I suspect that nand write.e could be shortened, but I haven't found documentation on what the numbers mean yet.

... or use tftp from uBoot

My guruplug seems to have broken USB -- it won't recognize a USB stick. You can tell by running usb start and checking whether it sees a USB storage device.

In the absence of USB, uBoot can get a kernel using tftp. Set up tftp on your server (hint: on Ubuntu, the tftp package has broken dependencies; use apt-get install xinetd tftpd then follow these tftp instructions; or tftpd-hpa or atftpd might work).

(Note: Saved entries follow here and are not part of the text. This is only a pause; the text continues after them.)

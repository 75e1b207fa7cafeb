//! Centralized configuration for postrpc.
//!
//! Wire-level names are shared by the client and the server and must only change together.

use std::time::Duration;

/// Wire protocol constants.
pub struct ProtocolConfig;

impl ProtocolConfig {
    /// Query parameter naming the RPC.
    pub const RPC_QUERY_PARAM: &'static str = "rpc";
    /// Prefix of the positional argument form fields (`arg0`, `arg1`, ...).
    pub const ARG_FIELD_PREFIX: &'static str = "arg";
    pub const FORM_CONTENT_TYPE: &'static str = "application/x-www-form-urlencoded";
    pub const JSON_CONTENT_TYPE: &'static str = "application/json";
}

/// Network-related configuration for the bundled HTTP transports.
pub struct NetworkConfig;

impl NetworkConfig {
    pub const REQUEST_TIMEOUT: Duration = Duration::from_secs(30);
    pub const USER_AGENT: &'static str = concat!("postrpc/", env!("CARGO_PKG_VERSION"));
}

/// Defaults for the HTTP server front end.
pub struct ServerConfig;

impl ServerConfig {
    pub const DEFAULT_HOST: &'static str = "127.0.0.1";
    pub const DEFAULT_PATH: &'static str = "/rpc";
    pub const HEALTH_PATH: &'static str = "/health";
    pub const BODY_LIMIT_BYTES: usize = 2 * 1024 * 1024; // 2MB
    pub const MAX_CONCURRENT_REQUESTS: usize = 256;
}

/// Name of the form field carrying the argument at `index`.
pub fn arg_field_name(index: usize) -> String {
    format!("{}{}", ProtocolConfig::ARG_FIELD_PREFIX, index)
}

Now it gets a little confusing: I got these instructions from somewhere but I'm not convinced they're correct. The addresses don't seem to agree with the addresses used by recover4 in the previous section. but the uBoot doc are a bit sparse ( Uboot at DULG, U-Boot Command Line Interface and a PDF U-Boot Reference Manual).

Anyway, at the uBoot prompt, type something like:

setenv ipaddr 192.168.1.something
setenv serverip 192.168.1.somethingelse
tftp 0x6400000 uImage
nand erase 0x0 0x100000
nand write.e 0x6400000 0x0 0x100000
reset

It might also help, instead of reset, to try bootm 0x6400000.

Someone else reports luck with the simpler:

tftpboot 0x100000 uImage
bootm 0x100000

Any of these work? Woohoo! You're done!

If you have your new kernel booting, rejoice! You can worry about what to do about all those proprietary drivers, like the network and wi-fi chips that aren't in the Debian kernel, later.

But my wi-fi doesn't work any more!

Right. There's some trick to getting the "libertas" driver working. I don't know what the trick is. Please tell me if you know!

Wait, what about those GPIO lines?

Ha! Are you kidding?

I have no idea. At this point, I'm happy to have a kernel that boots at all. I think I'll stick to Arduinos for controlling hardware lines, and use plug computers only for higher-level tasks.